====== Record extracts ======

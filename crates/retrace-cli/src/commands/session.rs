//! Session index commands

use std::path::Path;

use colored::*;
use retrace_core::error::RetraceResult;
use retrace_core::timeline::{SessionStatus, SessionSummary};

use super::CommandContext;

/// List sessions, newest first
pub async fn list(ctx: &CommandContext) -> RetraceResult<()> {
    let manager = ctx.manager().await?;
    let summaries = manager.summaries();

    if ctx.json {
        return ctx.print_json(&summaries);
    }

    ctx.console.print_header("Sessions");
    if summaries.is_empty() {
        println!("  No sessions recorded in {}", ctx.config.storage.directory.display());
        return Ok(());
    }

    for summary in &summaries {
        print_summary_line(summary);
    }
    println!();
    println!("  {} sessions", summaries.len());
    Ok(())
}

fn print_summary_line(summary: &SessionSummary) {
    let status = match summary.status {
        SessionStatus::Recording => summary.status.to_string().yellow(),
        SessionStatus::Replaying => summary.status.to_string().cyan(),
        SessionStatus::Stopped => summary.status.to_string().dimmed(),
    };
    println!(
        "  {}  {:<24} {:>8} ticks  {}  {}",
        summary.id.short().bold(),
        summary.name,
        summary.total_ticks,
        summary.start_time.format("%Y-%m-%d %H:%M:%S"),
        status
    );
}

/// Show one session's metadata
pub async fn show(ctx: &CommandContext, session: &str) -> RetraceResult<()> {
    let manager = ctx.manager().await?;
    let id = manager.resolve_id(session)?;
    let (summary, metadata, first, last) = manager.with_session(&id, |s| {
        (
            s.summary(),
            s.metadata.clone(),
            s.snapshots.first_tick(),
            s.snapshots.last_tick(),
        )
    })?;

    if ctx.json {
        return ctx.print_json(&summary);
    }

    ctx.console.print_header(&format!("Session {}", summary.name));
    ctx.console.print_field("id", &summary.id);
    ctx.console.print_field("status", summary.status);
    ctx.console.print_field("ticks", summary.total_ticks);
    if let (Some(first), Some(last)) = (first, last) {
        ctx.console.print_field("recorded", format!("{}..={}", first, last));
    }
    ctx.console.print_field("started", summary.start_time.to_rfc3339());
    if let Some(end) = summary.end_time {
        let elapsed = end - summary.start_time;
        ctx.console.print_field(
            "ended",
            format!("{} ({} ms)", end.to_rfc3339(), elapsed.num_milliseconds()),
        );
    }
    if let Some(project) = &metadata.project_path {
        ctx.console.print_field("project", project.display());
    }
    if let Some(entry) = &metadata.entry_point {
        ctx.console.print_field("entry point", entry);
    }
    if let Some(runtime) = &metadata.runtime_version {
        ctx.console.print_field("runtime", runtime);
    }
    Ok(())
}

/// Delete a session
pub async fn delete(ctx: &CommandContext, session: &str) -> RetraceResult<()> {
    let manager = ctx.manager().await?;
    let id = manager.resolve_id(session)?;
    manager.delete_session(&id).await?;

    if ctx.json {
        return ctx.print_json(&serde_json::json!({ "deleted": id }));
    }
    ctx.console.success(&format!("Deleted session {}", id));
    Ok(())
}

/// Export a session to a standalone artifact
pub async fn export(
    ctx: &CommandContext,
    session: &str,
    output_dir: Option<&Path>,
) -> RetraceResult<()> {
    let manager = ctx.manager().await?;
    let id = manager.resolve_id(session)?;
    let path = match output_dir {
        Some(dir) => manager.export_session_to(&id, dir).await?,
        None => manager.export_session(&id).await?,
    };

    if ctx.json {
        return ctx.print_json(&serde_json::json!({ "session_id": id, "path": path }));
    }
    ctx.console
        .success(&format!("Exported {} to {}", id, path.display()));
    Ok(())
}

/// Import an artifact as a new session
pub async fn import(ctx: &CommandContext, path: &Path) -> RetraceResult<()> {
    let manager = ctx.manager().await?;
    let session = manager.import_session(path).await?;

    if ctx.json {
        return ctx.print_json(&session.summary());
    }
    ctx.console.success(&format!(
        "Imported {} as session {} ({} ticks)",
        path.display(),
        session.id,
        session.total_ticks
    ));
    Ok(())
}
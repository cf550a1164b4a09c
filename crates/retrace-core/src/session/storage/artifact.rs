//! Standalone session artifacts (export / import)

use std::path::{Path, PathBuf};

use chrono::Utc;
use tokio::fs;
use tracing::debug;

use crate::error::{RetraceError, RetraceResult};
use crate::timeline::RecordingSession;

/// File name prefix that marks export artifacts.
///
/// Startup scans skip files carrying it so an export in the storage
/// directory is never mistaken for a canonical session.
pub const EXPORT_PREFIX: &str = "export-";

/// `export-<session-id>-<yyyymmddThhmmss>.json`
pub fn export_file_name(session: &RecordingSession) -> String {
    format!(
        "{}{}-{}.json",
        EXPORT_PREFIX,
        session.id,
        Utc::now().format("%Y%m%dT%H%M%S%3f")
    )
}

/// Serialize a session into a standalone artifact inside `dir`
pub async fn write_export(
    dir: &Path,
    session: &RecordingSession,
    pretty: bool,
) -> RetraceResult<PathBuf> {
    fs::create_dir_all(dir).await.map_err(|e| {
        RetraceError::io_with_path(format!("Failed to create export directory: {}", e), dir)
    })?;

    let path = dir.join(export_file_name(session));
    let content = encode(session, pretty)?;
    fs::write(&path, content)
        .await
        .map_err(|e| RetraceError::io_with_path(format!("Failed to write export: {}", e), &path))?;

    debug!("Exported session {} to {:?}", session.id, path);
    Ok(path)
}

/// Read and validate a session artifact
pub async fn read_artifact(path: &Path) -> RetraceResult<RecordingSession> {
    let content = fs::read_to_string(path)
        .await
        .map_err(|e| RetraceError::io_with_path(format!("Failed to read artifact: {}", e), path))?;
    decode(path, &content)
}

pub(super) fn encode(session: &RecordingSession, pretty: bool) -> RetraceResult<String> {
    let encoded = if pretty {
        serde_json::to_string_pretty(session)?
    } else {
        serde_json::to_string(session)?
    };
    Ok(encoded)
}

pub(super) fn decode(path: &Path, content: &str) -> RetraceResult<RecordingSession> {
    let session: RecordingSession = serde_json::from_str(content)
        .map_err(|e| RetraceError::corrupt_artifact(path, e.to_string()))?;
    session
        .snapshots
        .validate()
        .map_err(|e| RetraceError::corrupt_artifact(path, e.to_string()))?;
    if let Some(last) = session.snapshots.last_tick() {
        if session.total_ticks < last {
            return Err(RetraceError::corrupt_artifact(
                path,
                format!(
                    "total_ticks {} is below the last recorded tick {}",
                    session.total_ticks, last
                ),
            ));
        }
    }
    Ok(session)
}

======

# [Task directions]
Word for word, write out each of the records above.

# [Output of the task]
filename crates/retrace-cli/src/commands/session.rs
//! Session index commands

use std::path::Path;

use colored::*;
use retrace_core::error::RetraceResult;
use retrace_core::timeline::{SessionStatus, SessionSummary};

use super::CommandContext;

/// List sessions, newest first
pub async fn list(ctx: &CommandContext) -> RetraceResult<()> {
    let manager = ctx.manager().await?;
    let summaries = manager.summaries();

    if ctx.json {
        return ctx.print_json(&summaries);
    }

    ctx.console.print_header("Sessions");
    if summaries.is_empty() {
        println!("  No sessions recorded in {}", ctx.config.storage.directory.display());
        return Ok(());
    }

    for summary in &summaries {
        print_summary_line(summary);
    }
    println!();
    println!("  {} sessions", summaries.len());
    Ok(())
}

fn print_summary_line(summary: &SessionSummary) {
    let status = match summary.status {
        SessionStatus::Recording => summary.status.to_string().yellow(),
        SessionStatus::Replaying => summary.status.to_string().cyan(),
        SessionStatus::Stopped => summary.status.to_string().dimmed(),
    };
    println!(
        "  {}  {:<24} {:>8} ticks  {}  {}",
        summary.id.short().bold(),
        summary.name,
        summary.total_ticks,
        summary.start_time.format("%Y-%m-%d %H:%M:%S"),
        status
    );
}

/// Show one session's metadata
pub async fn show(ctx: &CommandContext, session: &str) -> RetraceResult<()> {
    let manager = ctx.manager().await?;
    let id = manager.resolve_id(session)?;
    let (summary, metadata, first, last) = manager.with_session(&id, |s| {
        (
            s.summary(),
            s.metadata.clone(),
            s.snapshots.first_tick(),
            s.snapshots.last_tick(),
        )
    })?;

    if ctx.json {
        return ctx.print_json(&summary);
    }

    ctx.console.print_header(&format!("Session {}", summary.name));
    ctx.console.print_field("id", &summary.id);
    ctx.console.print_field("status", summary.status);
    ctx.console.print_field("ticks", summary.total_ticks);
    if let (Some(first), Some(last)) = (first, last) {
        ctx.console.print_field("recorded", format!("{}..={}", first, last));
    }
    ctx.console.print_field("started", summary.start_time.to_rfc3339());
    if let Some(end) = summary.end_time {
        let elapsed = end - summary.start_time;
        ctx.console.print_field(
            "ended",
            format!("{} ({} ms)", end.to_rfc3339(), elapsed.num_milliseconds()),
        );
    }
    if let Some(project) = &metadata.project_path {
        ctx.console.print_field("project", project.display());
    }
    if let Some(entry) = &metadata.entry_point {
        ctx.console.print_field("entry point", entry);
    }
    if let Some(runtime) = &metadata.runtime_version {
        ctx.console.print_field("runtime", runtime);
    }
    Ok(())
}

/// Delete a session
pub async fn delete(ctx: &CommandContext, session: &str) -> RetraceResult<()> {
    let manager = ctx.manager().await?;
    let id = manager.resolve_id(session)?;
    manager.delete_session(&id).await?;

    if ctx.json {
        return ctx.print_json(&serde_json::json!({ "deleted": id }));
    }
    ctx.console.success(&format!("Deleted session {}", id));
    Ok(())
}

/// Export a session to a standalone artifact
pub async fn export(
    ctx: &CommandContext,
    session: &str,
    output_dir: Option<&Path>,
) -> RetraceResult<()> {
    let manager = ctx.manager().await?;
    let id = manager.resolve_id(session)?;
    let path = match output_dir {
        Some(dir) => manager.export_session_to(&id, dir).await?,
        None => manager.export_session(&id).await?,
    };

    if ctx.json {
        return ctx.print_json(&serde_json::json!({ "session_id": id, "path": path }));
    }
    ctx.console
        .success(&format!("Exported {} to {}", id, path.display()));
    Ok(())
}

/// Import an artifact as a new session
pub async fn import(ctx: &CommandContext, path: &Path) -> RetraceResult<()> {
    let manager = ctx.manager().await?;
    let session = manager.import_session(path).await?;

    if ctx.json {
        return ctx.print_json(&session.summary());
    }
    ctx.console.success(&format!(
        "Imported {} as session {} ({} ticks)",
        path.display(),
        session.id,
        session.total_ticks
    ));
    Ok(())
}
repository cf550a1164b4a09c
filename crates/retrace-core/src/session/storage/artifact.rs
//! Standalone session artifacts (export / import)

use std::path::{Path, PathBuf};

use chrono::Utc;
use tokio::fs;
use tracing::debug;

use crate::error::{RetraceError, RetraceResult};
use crate::timeline::RecordingSession;

/// File name prefix that marks export artifacts.
///
/// Startup scans skip files carrying it so an export in the storage
/// directory is never mistaken for a canonical session.
pub const EXPORT_PREFIX: &str = "export-";

/// `export-<session-id>-<yyyymmddThhmmss>.json`
pub fn export_file_name(session: &RecordingSession) -> String {
    format!(
        "{}{}-{}.json",
        EXPORT_PREFIX,
        session.id,
        Utc::now().format("%Y%m%dT%H%M%S%3f")
    )
}

/// Serialize a session into a standalone artifact inside `dir`
pub async fn write_export(
    dir: &Path,
    session: &RecordingSession,
    pretty: bool,
) -> RetraceResult<PathBuf> {
    fs::create_dir_all(dir).await.map_err(|e| {
        RetraceError::io_with_path(format!("Failed to create export directory: {}", e), dir)
    })?;

    let path = dir.join(export_file_name(session));
    let content = encode(session, pretty)?;
    fs::write(&path, content)
        .await
        .map_err(|e| RetraceError::io_with_path(format!("Failed to write export: {}", e), &path))?;

    debug!("Exported session {} to {:?}", session.id, path);
    Ok(path)
}

/// Read and validate a session artifact
pub async fn read_artifact(path: &Path) -> RetraceResult<RecordingSession> {
    let content = fs::read_to_string(path)
        .await
        .map_err(|e| RetraceError::io_with_path(format!("Failed to read artifact: {}", e), path))?;
    decode(path, &content)
}

pub(super) fn encode(session: &RecordingSession, pretty: bool) -> RetraceResult<String> {
    let encoded = if pretty {
        serde_json::to_string_pretty(session)?
    } else {
        serde_json::to_string(session)?
    };
    Ok(encoded)
}

pub(super) fn decode(path: &Path, content: &str) -> RetraceResult<RecordingSession> {
    let session: RecordingSession = serde_json::from_str(content)
        .map_err(|e| RetraceError::corrupt_artifact(path, e.to_string()))?;
    session
        .snapshots
        .validate()
        .map_err(|e| RetraceError::corrupt_artifact(path, e.to_string()))?;
    if let Some(last) = session.snapshots.last_tick() {
        if session.total_ticks < last {
            return Err(RetraceError::corrupt_artifact(
                path,
                format!(
                    "total_ticks {} is below the last recorded tick {}",
                    session.total_ticks, last
                ),
            ));
        }
    }
    Ok(session)
}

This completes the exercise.